__Try it__.
From the records below, return every line containing the word "stderr".

(Stored dataset items)
━━━━━━━━━━
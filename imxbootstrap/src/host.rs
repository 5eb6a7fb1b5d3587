use core::fmt;
use std::{
    ffi::{OsStr, OsString},
    fs,
    io::{self, BufRead as _, Write as _},
    num::NonZeroUsize,
    os::unix::fs::FileTypeExt as _,
    path::{Path, PathBuf},
    process::Command,
    thread,
};

use log::{debug, info, trace};
use nix::unistd::{self, AccessFlags, Uid};
use part::Filesystem;
use sys_mount::{FilesystemType, Mount, UnmountFlags};
use types::ImxBootstrapError;

/// An external program invocation, kept as data so it can be logged, printed
/// in dry-run mode, or recorded.
#[derive(Clone, Debug, Eq, PartialEq)]
pub(crate) struct ToolCommand {
    program: OsString,
    args: Vec<OsString>,
    envs: Vec<(OsString, OsString)>,
    cwd: Option<PathBuf>,
}

impl ToolCommand {
    pub(crate) fn new(program: impl AsRef<OsStr>) -> Self {
        Self {
            program: program.as_ref().to_owned(),
            args: Vec::new(),
            envs: Vec::new(),
            cwd: None,
        }
    }

    #[must_use]
    pub(crate) fn arg(mut self, arg: impl AsRef<OsStr>) -> Self {
        self.args.push(arg.as_ref().to_owned());
        self
    }

    #[must_use]
    pub(crate) fn args<I, S>(mut self, args: I) -> Self
    where
        I: IntoIterator<Item = S>,
        S: AsRef<OsStr>,
    {
        self.args
            .extend(args.into_iter().map(|a| a.as_ref().to_owned()));
        self
    }

    #[must_use]
    pub(crate) fn env(mut self, key: impl AsRef<OsStr>, val: impl AsRef<OsStr>) -> Self {
        self.envs
            .push((key.as_ref().to_owned(), val.as_ref().to_owned()));
        self
    }

    #[must_use]
    pub(crate) fn current_dir(mut self, dir: impl AsRef<Path>) -> Self {
        self.cwd = Some(dir.as_ref().to_path_buf());
        self
    }

    pub(crate) fn program(&self) -> &OsStr {
        &self.program
    }

    pub(crate) fn cwd(&self) -> Option<&Path> {
        self.cwd.as_deref()
    }

    /// Program name followed by its arguments, lossily converted to UTF-8
    pub(crate) fn argv(&self) -> Vec<String> {
        core::iter::once(&self.program)
            .chain(self.args.iter())
            .map(|a| a.to_string_lossy().into_owned())
            .collect()
    }

    pub(crate) fn env_value(&self, key: &str) -> Option<&OsStr> {
        self.envs
            .iter()
            .rev()
            .find(|(k, _)| k == key)
            .map(|(_, v)| v.as_os_str())
    }

    fn to_command(&self) -> Command {
        let mut command = Command::new(&self.program);
        command.args(&self.args);
        command.envs(self.envs.iter().map(|(k, v)| (k, v)));

        if let Some(dir) = &self.cwd {
            command.current_dir(dir);
        }

        command
    }
}

fn shell_quote(s: &str) -> String {
    let plain = !s.is_empty()
        && s.chars()
            .all(|c| c.is_ascii_alphanumeric() || "_@%+=:,./-".contains(c));

    if plain {
        return s.to_owned();
    }

    format!("'{}'", s.replace('\'', r"'\''"))
}

impl fmt::Display for ToolCommand {
    fn fmt(&self, f: &mut fmt::Formatter<'_>) -> fmt::Result {
        if let Some(dir) = &self.cwd {
            write!(f, "cd {} && ", shell_quote(&dir.to_string_lossy()))?;
        }

        for (key, val) in &self.envs {
            write!(
                f,
                "{}={} ",
                key.to_string_lossy(),
                shell_quote(&val.to_string_lossy())
            )?;
        }

        let argv = self.argv();
        let quoted: Vec<String> = argv.iter().map(|a| shell_quote(a)).collect();
        f.write_str(&quoted.join(" "))
    }
}

/// Everything that touches the machine we run on besides plain file copies.
pub(crate) trait Host {
    /// Runs a command to completion, its output going to our terminal
    fn run(&self, cmd: &ToolCommand) -> Result<(), ImxBootstrapError>;

    /// Runs a command to completion and returns its standard output
    fn output(&self, cmd: &ToolCommand) -> Result<Vec<u8>, ImxBootstrapError>;

    /// Whether `name` can be found in the `PATH`
    fn has_tool(&self, name: &str) -> bool;

    fn is_block_device(&self, path: &Path) -> Result<bool, ImxBootstrapError>;

    fn is_writable(&self, path: &Path) -> bool;

    fn is_root(&self) -> bool;

    /// Asks the operator a yes/no question. Anything but an explicit yes is a
    /// no.
    fn confirm(&self, question: &str) -> Result<bool, ImxBootstrapError>;

    fn mount(&self, dev: &Path, target: &Path, fs: Filesystem) -> Result<(), ImxBootstrapError>;

    fn unmount(&self, target: &Path) -> Result<(), ImxBootstrapError>;

    fn cpu_count(&self) -> usize;
}

/// Prints a command we would have run, for dry runs
pub(crate) fn print_command(cmd: &ToolCommand) -> Result<(), ImxBootstrapError> {
    writeln!(io::stdout().lock(), "{cmd}")?;
    Ok(())
}

pub(crate) fn is_affirmative(answer: &str) -> bool {
    matches!(answer.trim().to_ascii_lowercase().as_str(), "y" | "yes")
}

/// The machine we're running on
#[derive(Debug, Default)]
pub(crate) struct LocalHost;

impl Host for LocalHost {
    fn run(&self, cmd: &ToolCommand) -> Result<(), ImxBootstrapError> {
        info!("Running: {cmd}");

        let status = cmd
            .to_command()
            .status()
            .map_err(|e| ImxBootstrapError::Command {
                command: cmd.to_string(),
                status: format!("couldn't be started: {e}"),
            })?;

        trace!("Command exited with {status}");

        if !status.success() {
            return Err(ImxBootstrapError::Command {
                command: cmd.to_string(),
                status: status.to_string(),
            });
        }

        Ok(())
    }

    fn output(&self, cmd: &ToolCommand) -> Result<Vec<u8>, ImxBootstrapError> {
        info!("Running: {cmd}");

        let output = cmd
            .to_command()
            .output()
            .map_err(|e| ImxBootstrapError::Command {
                command: cmd.to_string(),
                status: format!("couldn't be started: {e}"),
            })?;

        if !output.status.success() {
            return Err(ImxBootstrapError::Command {
                command: cmd.to_string(),
                status: format!(
                    "{}: {}",
                    output.status,
                    String::from_utf8_lossy(&output.stderr).trim()
                ),
            });
        }

        Ok(output.stdout)
    }

    fn has_tool(&self, name: &str) -> bool {
        match which::which(name) {
            Ok(path) => {
                trace!("Found {name} at {}", path.display());
                true
            }
            Err(e) => {
                debug!("{name} not found: {e}");
                false
            }
        }
    }

    fn is_block_device(&self, path: &Path) -> Result<bool, ImxBootstrapError> {
        match fs::metadata(path) {
            Ok(metadata) => Ok(metadata.file_type().is_block_device()),
            Err(e) if e.kind() == io::ErrorKind::NotFound => Ok(false),
            Err(e) => Err(e.into()),
        }
    }

    fn is_writable(&self, path: &Path) -> bool {
        unistd::access(path, AccessFlags::W_OK).is_ok()
    }

    fn is_root(&self) -> bool {
        Uid::effective().is_root()
    }

    fn confirm(&self, question: &str) -> Result<bool, ImxBootstrapError> {
        let mut stderr = io::stderr().lock();
        write!(stderr, "{question} [y/N] ")?;
        stderr.flush()?;

        let mut answer = String::new();
        io::stdin().lock().read_line(&mut answer)?;

        debug!("Operator answered {:?}", answer.trim());

        Ok(is_affirmative(&answer))
    }

    fn mount(&self, dev: &Path, target: &Path, fs: Filesystem) -> Result<(), ImxBootstrapError> {
        debug!("Mounting {} on {}", dev.display(), target.display());

        let _mount: Mount = Mount::builder()
            .fstype(FilesystemType::Manual(fs.mount_name()))
            .mount(dev, target)?;

        trace!("Mount Successful");
        Ok(())
    }

    fn unmount(&self, target: &Path) -> Result<(), ImxBootstrapError> {
        debug!("Unmounting {}", target.display());

        sys_mount::unmount(target, UnmountFlags::DETACH)?;
        Ok(())
    }

    fn cpu_count(&self) -> usize {
        thread::available_parallelism().map_or(1, NonZeroUsize::get)
    }
}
━━━━━━━━━━
__Exercise output__.
                    String::from_utf8_lossy(&output.stderr).trim()
        let mut stderr = io::stderr().lock();
        write!(stderr, "{question} [y/N] ")?;
        stderr.flush()?;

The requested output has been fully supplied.